» Extracted data entries
----

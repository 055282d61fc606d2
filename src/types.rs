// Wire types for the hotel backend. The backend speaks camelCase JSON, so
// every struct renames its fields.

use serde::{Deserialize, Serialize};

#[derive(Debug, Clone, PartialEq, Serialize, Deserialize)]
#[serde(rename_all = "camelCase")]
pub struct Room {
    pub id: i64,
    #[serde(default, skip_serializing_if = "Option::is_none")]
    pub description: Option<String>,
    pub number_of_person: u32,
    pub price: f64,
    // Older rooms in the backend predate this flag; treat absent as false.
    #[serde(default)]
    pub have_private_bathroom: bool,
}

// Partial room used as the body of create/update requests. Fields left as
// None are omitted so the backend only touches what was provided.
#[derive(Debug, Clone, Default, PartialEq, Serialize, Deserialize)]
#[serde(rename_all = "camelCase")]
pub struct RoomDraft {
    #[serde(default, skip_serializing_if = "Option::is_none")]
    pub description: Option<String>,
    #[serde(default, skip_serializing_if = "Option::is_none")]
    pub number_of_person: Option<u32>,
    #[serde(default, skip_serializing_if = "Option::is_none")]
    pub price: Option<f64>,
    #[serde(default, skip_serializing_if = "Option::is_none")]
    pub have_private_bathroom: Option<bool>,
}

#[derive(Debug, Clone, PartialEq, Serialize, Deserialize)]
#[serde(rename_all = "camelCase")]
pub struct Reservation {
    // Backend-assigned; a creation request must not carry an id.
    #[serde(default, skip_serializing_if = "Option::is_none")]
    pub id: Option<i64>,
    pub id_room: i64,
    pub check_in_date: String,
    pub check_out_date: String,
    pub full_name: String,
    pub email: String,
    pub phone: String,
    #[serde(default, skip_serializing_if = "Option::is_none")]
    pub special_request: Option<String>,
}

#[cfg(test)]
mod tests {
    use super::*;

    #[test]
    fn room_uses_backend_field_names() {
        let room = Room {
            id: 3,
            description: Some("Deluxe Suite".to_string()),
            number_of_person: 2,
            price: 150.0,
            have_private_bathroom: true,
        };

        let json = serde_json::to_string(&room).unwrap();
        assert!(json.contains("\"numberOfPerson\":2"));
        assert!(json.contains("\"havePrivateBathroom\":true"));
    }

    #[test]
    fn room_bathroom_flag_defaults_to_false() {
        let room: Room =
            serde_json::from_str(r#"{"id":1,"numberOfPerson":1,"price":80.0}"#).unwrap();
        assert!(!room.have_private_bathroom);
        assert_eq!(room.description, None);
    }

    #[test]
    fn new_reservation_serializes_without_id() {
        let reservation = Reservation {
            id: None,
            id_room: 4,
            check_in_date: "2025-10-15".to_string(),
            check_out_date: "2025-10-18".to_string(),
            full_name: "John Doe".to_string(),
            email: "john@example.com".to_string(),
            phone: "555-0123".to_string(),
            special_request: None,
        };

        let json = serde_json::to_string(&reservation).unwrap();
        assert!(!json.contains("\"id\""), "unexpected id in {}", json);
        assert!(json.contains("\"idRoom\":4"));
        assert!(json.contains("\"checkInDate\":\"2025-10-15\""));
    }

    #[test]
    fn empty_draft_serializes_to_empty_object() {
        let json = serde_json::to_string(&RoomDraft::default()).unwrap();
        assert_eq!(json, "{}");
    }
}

----

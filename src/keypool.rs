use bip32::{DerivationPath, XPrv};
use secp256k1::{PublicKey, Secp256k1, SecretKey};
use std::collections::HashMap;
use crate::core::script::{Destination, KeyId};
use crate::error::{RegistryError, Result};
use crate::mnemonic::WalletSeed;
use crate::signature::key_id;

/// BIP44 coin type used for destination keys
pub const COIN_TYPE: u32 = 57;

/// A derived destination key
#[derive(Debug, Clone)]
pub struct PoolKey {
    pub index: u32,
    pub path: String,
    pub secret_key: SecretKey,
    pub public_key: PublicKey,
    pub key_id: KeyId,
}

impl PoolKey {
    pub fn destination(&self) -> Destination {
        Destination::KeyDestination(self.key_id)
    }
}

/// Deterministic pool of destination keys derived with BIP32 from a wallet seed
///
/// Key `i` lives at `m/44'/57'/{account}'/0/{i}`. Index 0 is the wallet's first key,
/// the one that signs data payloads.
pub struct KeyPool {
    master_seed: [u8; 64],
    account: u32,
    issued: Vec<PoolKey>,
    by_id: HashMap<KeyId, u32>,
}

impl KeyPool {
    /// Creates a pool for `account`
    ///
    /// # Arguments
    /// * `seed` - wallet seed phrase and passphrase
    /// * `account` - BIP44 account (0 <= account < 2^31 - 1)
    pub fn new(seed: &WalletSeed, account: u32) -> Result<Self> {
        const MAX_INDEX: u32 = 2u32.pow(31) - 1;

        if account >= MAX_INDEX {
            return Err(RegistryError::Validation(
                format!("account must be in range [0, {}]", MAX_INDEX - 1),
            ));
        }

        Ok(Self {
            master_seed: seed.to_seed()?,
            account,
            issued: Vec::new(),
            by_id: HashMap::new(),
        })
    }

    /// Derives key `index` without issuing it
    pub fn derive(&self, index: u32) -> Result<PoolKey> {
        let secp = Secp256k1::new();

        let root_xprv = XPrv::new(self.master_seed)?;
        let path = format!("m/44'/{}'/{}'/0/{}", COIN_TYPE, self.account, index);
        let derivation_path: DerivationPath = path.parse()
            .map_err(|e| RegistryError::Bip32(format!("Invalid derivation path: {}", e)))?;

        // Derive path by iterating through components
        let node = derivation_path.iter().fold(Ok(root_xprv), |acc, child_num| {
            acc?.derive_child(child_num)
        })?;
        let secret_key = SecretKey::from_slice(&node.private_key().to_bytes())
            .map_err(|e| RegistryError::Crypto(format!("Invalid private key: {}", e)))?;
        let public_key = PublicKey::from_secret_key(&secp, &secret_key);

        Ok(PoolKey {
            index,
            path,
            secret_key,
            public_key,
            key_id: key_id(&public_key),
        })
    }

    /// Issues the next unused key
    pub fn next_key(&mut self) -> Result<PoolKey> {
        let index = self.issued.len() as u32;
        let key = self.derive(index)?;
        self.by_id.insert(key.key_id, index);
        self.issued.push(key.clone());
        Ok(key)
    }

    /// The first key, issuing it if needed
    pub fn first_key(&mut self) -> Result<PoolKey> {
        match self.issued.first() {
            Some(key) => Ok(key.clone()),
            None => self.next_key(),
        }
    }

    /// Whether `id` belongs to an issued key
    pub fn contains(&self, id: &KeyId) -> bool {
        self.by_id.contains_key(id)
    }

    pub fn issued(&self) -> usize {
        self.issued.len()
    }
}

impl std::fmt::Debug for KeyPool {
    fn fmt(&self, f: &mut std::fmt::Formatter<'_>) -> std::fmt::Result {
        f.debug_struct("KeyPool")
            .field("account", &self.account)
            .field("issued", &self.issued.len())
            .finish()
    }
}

----

» Work instructions
Wherever "types" turns up in the records, copy the whole line.

» Response box
filename src/types.rs
// Wire types for the hotel backend. The backend speaks camelCase JSON, so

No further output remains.